Monday, June 19, 2017

They Know

Politics is downstream from culture.
 
One of the reasons that the publishers in New York are doing everything they can to isolate independent writers and publishers like Castalia House is that they know it plays a vital role in establishing what kind of future we will have.  We represent a threat not just to their pocketbooks, but a threat to their goal to completely secularize all life in America.  Science-fiction grounded in a Christian worldview - even if it isn't explicit in the way of C. S. Lewis' Space Trilogy - serves as a counter to their efforts, and as one grounded in truth and beauty it represents a far more appealing vision of the future than anything the secular nihilists living in NYC can possibly offer.
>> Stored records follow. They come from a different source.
// Copyright 2025 eraflo
//
// Licensed under the Apache License, Version 2.0 (the "License");
// you may not use this file except in compliance with the License.
// You may obtain a copy of the License at
//
//     http://www.apache.org/licenses/LICENSE-2.0
//
// Unless required by applicable law or agreed to in writing, software
// distributed under the License is distributed on an "AS IS" BASIS,
// WITHOUT WARRANTIES OR CONDITIONS OF ANY KIND, either express or implied.
// See the License for the specific language governing permissions and
// limitations under the License.


//! # Information
//!
//! Typed, heterogeneous key/value maps exchanged between the executive and
//! algorithms during every pipeline pass.
//!
//! Keys are [`InformationKey<T>`] constants declared next to the code that
//! owns their meaning. A key identifies itself by `(location, name)`, so two
//! crates can declare keys with the same short name without clashing. Values
//! must be clonable and comparable: request information is compared when
//! deciding whether an output is stale.
//!
//! ```
//! use tributary_core::information::{keys, Information};
//! use tributary_core::Extent;
//!
//! let mut info = Information::new();
//! info.set(&keys::WHOLE_EXTENT, Extent::new(0, 9, 0, 9, 0, 0));
//! assert_eq!(info.get(&keys::WHOLE_EXTENT).map(|e| e.number_of_points()), Some(100));
//! ```

mod key;
pub mod keys;

pub use self::key::{InformationKey, KeyId, Propagation};

use crate::time::{ModifiedTime, TimeStamp};
use std::any::Any;
use std::collections::BTreeMap;
use std::fmt;
use thiserror::Error;

/// Errors raised when reading an [`Information`] map.
#[derive(Debug, Clone, PartialEq, Eq, Error)]
pub enum InformationError {
    /// A required key has no value.
    #[error("information key {0} is missing")]
    Missing(KeyId),
}

// ─────────────────────────────────────────────────────────────────────────────
// Value erasure
// ─────────────────────────────────────────────────────────────────────────────

/// Object-safe view of a value stored in an [`Information`] map.
pub trait InformationValue: Any + Send + Sync + fmt::Debug {
    /// Clones the value behind a fresh box.
    fn clone_box(&self) -> Box<dyn InformationValue>;
    /// Compares with another erased value of possibly different type.
    fn eq_dyn(&self, other: &dyn InformationValue) -> bool;
    /// Upcast for downcasting to the concrete type.
    fn as_any(&self) -> &dyn Any;
    /// Mutable upcast for downcasting to the concrete type.
    fn as_any_mut(&mut self) -> &mut dyn Any;
    /// Owning upcast for downcasting to the concrete type.
    fn into_any(self: Box<Self>) -> Box<dyn Any>;
}

impl<T> InformationValue for T
where
    T: Any + Clone + PartialEq + Send + Sync + fmt::Debug,
{
    fn clone_box(&self) -> Box<dyn InformationValue> {
        Box::new(self.clone())
    }

    fn eq_dyn(&self, other: &dyn InformationValue) -> bool {
        other.as_any().downcast_ref::<T>() == Some(self)
    }

    fn as_any(&self) -> &dyn Any {
        self
    }

    fn as_any_mut(&mut self) -> &mut dyn Any {
        self
    }

    fn into_any(self: Box<Self>) -> Box<dyn Any> {
        self
    }
}

struct Entry {
    propagation: Propagation,
    value: Box<dyn InformationValue>,
}

impl Clone for Entry {
    fn clone(&self) -> Self {
        Self {
            propagation: self.propagation,
            value: self.value.clone_box(),
        }
    }
}

// ─────────────────────────────────────────────────────────────────────────────
// Information
// ─────────────────────────────────────────────────────────────────────────────

/// A typed map from [`InformationKey`]s to values.
///
/// The map carries its own modification time, advanced by every mutation.
#[derive(Clone, Default)]
pub struct Information {
    entries: BTreeMap<KeyId, Entry>,
    mtime: ModifiedTime,
}

impl Information {
    /// Creates an empty map.
    pub fn new() -> Self {
        Self::default()
    }

    /// Inserts a value, replacing any previous value for `key`.
    pub fn set<T>(&mut self, key: &InformationKey<T>, value: T)
    where
        T: InformationValue + Clone + PartialEq,
    {
        self.entries.insert(
            key.id(),
            Entry {
                propagation: key.propagation(),
                value: Box::new(value),
            },
        );
        self.mtime.modified();
    }

    /// Returns the value for `key`, if present.
    pub fn get<T: 'static>(&self, key: &InformationKey<T>) -> Option<&T> {
        self.entries
            .get(&key.id())
            .and_then(|e| e.value.as_any().downcast_ref::<T>())
    }

    /// Returns the value for `key`, or an error naming the missing key.
    pub fn require<T: 'static>(&self, key: &InformationKey<T>) -> Result<&T, InformationError> {
        self.get(key).ok_or(InformationError::Missing(key.id()))
    }

    /// Returns a mutable reference to the value for `key`, if present.
    /// Counts as a mutation.
    pub fn get_mut<T: 'static>(&mut self, key: &InformationKey<T>) -> Option<&mut T> {
        self.mtime.modified();
        self.entries
            .get_mut(&key.id())
            .and_then(|e| e.value.as_any_mut().downcast_mut::<T>())
    }

    /// Returns a copy of the value for `key`, if present.
    pub fn get_cloned<T: Clone + 'static>(&self, key: &InformationKey<T>) -> Option<T> {
        self.get(key).cloned()
    }

    /// Returns `true` if `key` has a value.
    pub fn has<T>(&self, key: &InformationKey<T>) -> bool {
        self.entries.contains_key(&key.id())
    }

    /// Removes and returns the value for `key`.
    pub fn remove<T: 'static>(&mut self, key: &InformationKey<T>) -> Option<T> {
        let entry = self.entries.remove(&key.id())?;
        self.mtime.modified();
        entry.value.into_any().downcast::<T>().ok().map(|value| *value)
    }

    /// Copies the value of `key` from `other`, or removes it here if `other`
    /// has none.
    pub fn copy_entry_from<T>(&mut self, other: &Information, key: &InformationKey<T>) {
        match other.entries.get(&key.id()) {
            Some(entry) => {
                self.entries.insert(key.id(), entry.clone());
            }
            None => {
                self.entries.remove(&key.id());
            }
        }
        self.mtime.modified();
    }

    /// Copies every entry of `other` into `self`, overwriting duplicates.
    pub fn copy_from(&mut self, other: &Information) {
        for (id, entry) in &other.entries {
            self.entries.insert(*id, entry.clone());
        }
        self.mtime.modified();
    }

    /// Returns `true` if both maps hold equal values for `key`, or neither
    /// holds one.
    pub fn same_value<T>(&self, other: &Information, key: &InformationKey<T>) -> bool {
        match (self.entries.get(&key.id()), other.entries.get(&key.id())) {
            (Some(a), Some(b)) => a.value.eq_dyn(b.value.as_ref()),
            (None, None) => true,
            _ => false,
        }
    }

    /// Copies the entries of `other` whose keys are marked with `direction`.
    /// Entries already present in `self` are kept.
    pub fn propagate_from(&mut self, other: &Information, direction: Propagation) {
        for (id, entry) in &other.entries {
            if entry.propagation == direction && !self.entries.contains_key(id) {
                self.entries.insert(*id, entry.clone());
            }
        }
        self.mtime.modified();
    }

    /// Removes every entry marked with `direction`.
    pub fn remove_propagating(&mut self, direction: Propagation) {
        self.entries.retain(|_, entry| entry.propagation != direction);
        self.mtime.modified();
    }

    /// Number of entries.
    pub fn len(&self) -> usize {
        self.entries.len()
    }

    /// Returns `true` if the map has no entries.
    pub fn is_empty(&self) -> bool {
        self.entries.is_empty()
    }

    /// Removes every entry.
    pub fn clear(&mut self) {
        self.entries.clear();
        self.mtime.modified();
    }

    /// Iterates over the identities of every key with a value.
    pub fn keys(&self) -> impl Iterator<Item = KeyId> + '_ {
        self.entries.keys().copied()
    }

    /// Time of the last mutation.
    pub fn modified_time(&self) -> TimeStamp {
        self.mtime.get()
    }
}

impl PartialEq for Information {
    fn eq(&self, other: &Self) -> bool {
        self.entries.len() == other.entries.len()
            && self.entries.iter().all(|(id, entry)| {
                other
                    .entries
                    .get(id)
                    .is_some_and(|o| entry.value.eq_dyn(o.value.as_ref()))
            })
    }
}

impl fmt::Debug for Information {
    fn fmt(&self, f: &mut fmt::Formatter<'_>) -> fmt::Result {
        f.debug_map()
            .entries(self.entries.iter().map(|(id, e)| (id, &e.value)))
            .finish()
    }
}

// ─────────────────────────────────────────────────────────────────────────────
// InformationVector
// ─────────────────────────────────────────────────────────────────────────────

/// An ordered list of [`Information`] maps, one per port or connection.
#[derive(Debug, Clone, Default, PartialEq)]
pub struct InformationVector {
    items: Vec<Information>,
}

impl InformationVector {
    /// Creates an empty vector.
    pub fn new() -> Self {
        Self::default()
    }

    /// Creates a vector holding `len` empty maps.
    pub fn with_len(len: usize) -> Self {
        Self {
            items: vec![Information::new(); len],
        }
    }

    /// Number of maps.
    pub fn len(&self) -> usize {
        self.items.len()
    }

    /// Returns `true` if the vector is empty.
    pub fn is_empty(&self) -> bool {
        self.items.is_empty()
    }

    /// Grows or truncates to `len` maps.
    pub fn resize(&mut self, len: usize) {
        self.items.resize_with(len, Information::new);
    }

    /// Appends a map.
    pub fn push(&mut self, info: Information) {
        self.items.push(info);
    }

    /// The map at `index`.
    pub fn get(&self, index: usize) -> Option<&Information> {
        self.items.get(index)
    }

    /// The map at `index`, mutably.
    pub fn get_mut(&mut self, index: usize) -> Option<&mut Information> {
        self.items.get_mut(index)
    }

    /// Iterates over the maps.
    pub fn iter(&self) -> std::slice::Iter<'_, Information> {
        self.items.iter()
    }

    /// Iterates mutably over the maps.
    pub fn iter_mut(&mut self) -> std::slice::IterMut<'_, Information> {
        self.items.iter_mut()
    }

    /// Consumes the vector, returning its maps.
    pub fn into_inner(self) -> Vec<Information> {
        self.items
    }
}

impl From<Vec<Information>> for InformationVector {
    fn from(items: Vec<Information>) -> Self {
        Self { items }
    }
}

impl<'a> IntoIterator for &'a InformationVector {
    type Item = &'a Information;
    type IntoIter = std::slice::Iter<'a, Information>;

    fn into_iter(self) -> Self::IntoIter {
        self.items.iter()
    }
}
In the run up to this year's Hugo Awards, the mainstream media is once again turning its attention to pushing back against rebellious newcomers like yours truly by fluffing up the credentials of the intersectionalists, secularists, and just plain Marxists.  NPR's Big Picture ran a typical overview piece that mistakenly reports science fiction's birth in the 1950s and repeats the lie of the false Trinity of the pervert Heinlein, the hack Asimov, and the pedophile Clarke.  No mention of Edgar Rice Burroughs or E.E. Doc Smith - at least in the first 30 minutes of the show.  I grew bored hearing the usual lies and distortion repeated and as such could not stomach the rest.
 
I did hear them mention and thereby tacitly endorse authors like boring Kim Stanley Robinson, a Marxist who wields global warming as a political club, and Margaret Atwood, author of the latest rage amongst the "haven't read a book since Harry Potter" crowd.  Her mediocre and contradictory book, "The Handmaid's Tale" is an explicitly feminist tale based in profoundly stupid understandings of how people work, but which has nevertheless proven to be a popular means of fearmongering by the elites.
 
Brace yourself for a wave of this sort of typical midwit writing by Fake Science Fiction fans writing stories about fake science fiction.  For far greater insights into the state of science-fiction today, watch the following video.  The narrator is talking about Marvel comic books, but his insights are accurate across all media.  He might as well be talking about the Hugo Awards.
 


If you can't stomach fake science fiction, why not give the real thing a shot.  I've got a post-apocalyptic tale featuring real people, real adventure, and real science fiction:

3 comments:

  1. The pity-and warning-is that the original Squirrel Girl was created by a pulpster, and was far more classical in design and in story. The video's comic book version is a pod-person wearing a Squirrel Girl-suit.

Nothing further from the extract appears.